Kamel Daoud en sujet de devoir

Au moment où le romancier et journaliste Kamel Daoud se trouve sous les feux de la rampe pour sa prise de position très remarquée et violente contre les événements de Cologne survenus à la fin de l’année 2015, un établissement scolaire de Blida a choisi de prendre des passages de son roman La Préface du nègre,publié aux éditions Barzakh en 2008, comme pré-texte à un devoir de fin de trimestre. Des potaches de 1ère année secondaire (15 à 17 ans) et 1ère année moyenne (11 à 13 ans) ont disséqué des passages du romancier, une manière d’apprendre l’existence de cet auteur algérien. Ces enfants étudient la langue française comme langue étrangère à raison de quatre à cinq heures par semaine et la réalité toute crue d’une actualité brûlante les intéresse.
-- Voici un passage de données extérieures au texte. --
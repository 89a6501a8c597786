use std::path::Path;

use anyhow::Result;
use console::style;
use scaimc_core::Config;

use super::{open_store, ExportFormat};

pub async fn run(config: &Config, format: ExportFormat, output: Option<&Path>) -> Result<()> {
    let store = open_store(config).await?;
    let graph = store.to_bel_graph().await?;

    let rendered = match format {
        ExportFormat::Bel => graph.to_bel_script()?,
        ExportFormat::Json => graph.to_json()?,
    };

    match output {
        Some(path) => {
            std::fs::write(path, rendered)?;
            eprintln!(
                "{} Wrote {} nodes and {} edges to {}",
                style("●").green(),
                graph.node_count(),
                graph.edge_count(),
                path.display()
            );
        }
        None => print!("{rendered}"),
    }

    Ok(())
}
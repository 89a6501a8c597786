use chrono::{DateTime, Utc};
use serde::{Deserialize, Serialize};
use std::path::PathBuf;
use uuid::Uuid;

/// Where a population run reads its corpus XML from.
#[derive(Debug, Clone, PartialEq, Eq)]
pub enum CorpusSource {
    /// An in-memory XML document.
    Xml(String),
    /// A single corpus file on disk.
    File(PathBuf),
    /// Several corpus files, read in order and committed together.
    Files(Vec<PathBuf>),
}

impl CorpusSource {
    #[must_use]
    pub fn files(paths: impl IntoIterator<Item = PathBuf>) -> Self {
        Self::Files(paths.into_iter().collect())
    }

    /// Identifier recorded in the import log.
    #[must_use]
    pub fn uri(&self) -> String {
        match self {
            Self::Xml(_) => "inline".to_string(),
            Self::File(path) => path.display().to_string(),
            Self::Files(paths) => paths
                .iter()
                .map(|p| p.display().to_string())
                .collect::<Vec<_>>()
                .join(","),
        }
    }
}

impl std::fmt::Display for CorpusSource {
    fn fmt(&self, f: &mut std::fmt::Formatter<'_>) -> std::fmt::Result {
        f.write_str(&self.uri())
    }
}

#[derive(Debug, Clone, Serialize, Deserialize)]
pub struct ImportLog {
    pub id: Uuid,
    pub source_uri: String,
    pub imported_at: DateTime<Utc>,
    pub entity_count: u64,
    pub association_count: u64,
}

impl ImportLog {
    #[must_use]
    pub fn new(source_uri: String) -> Self {
        Self {
            id: Uuid::now_v7(),
            source_uri,
            imported_at: Utc::now(),
            entity_count: 0,
            association_count: 0,
        }
    }

    #[must_use]
    pub fn with_counts(mut self, entities: u64, associations: u64) -> Self {
        self.entity_count = entities;
        self.association_count = associations;
        self
    }
}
Sujet portant sur un texte de Kamel Daoud
Sujet portant sur un texte de Kamel Daoud

Quand les moyens de communication modernes tels facebook, tweeter, mails envahissent la Toile, un juste retour au bon livre en papier, avec une reliure illustrée et les senteurs des feuilles qu’on tourne du bout des doigts, réconcilie le jeune avec le mode d’apprentissage des parents… quand ces derniers ont lu et pris connaissance de la littérature en français -ce qui n’est pas sûr-  Cette dernière foisonne avec des auteurs de la vieille génération et des nouvelles générations, comme Assia Djebbar, Rachid Mimouni, Maïssa Bey venant à la suite de Kateb Yacine, Mohamed Dib puis les auteurs actuels, Boualem Sansal et Kamel Daoud en premiers de par leurs positions vis-à-vis de l’actualité.

Pas facile d'être dans l'opposition
Pas facile d’être dans l’opposition

Il n’est pas facile de se retrouver, en l’absence d’une critique constructive, éloignée de tout dogmatisme, de proposer aux jeunes une -ou des- lecture(s) d’auteurs algériens francophones. Amin Zaoui, en parfait bilingue, se trouve être suivi et lu par la communauté estudiantine, tout comme Wassiny Laaredj. Questionnés sur le sujet de la littérature algérienne d’expression française, les jeunes lycéens avouent dans un large sourire ne connaître aucun romancier, même en langue, tant leur éloignement -évasion- de la chose écrite est devenue marquante. « Nous lisons seulement des messages sur facebook ou dans nos smartphones » affirme sans gêne une jeune fille qui a pourtant son bac à passer l’année prochaine.

Toute l'actualité autour de Kamel Daoud est ignorée par les "petits"
Toute l’actualité autour de Kamel Daoud est ignorée par les « petits »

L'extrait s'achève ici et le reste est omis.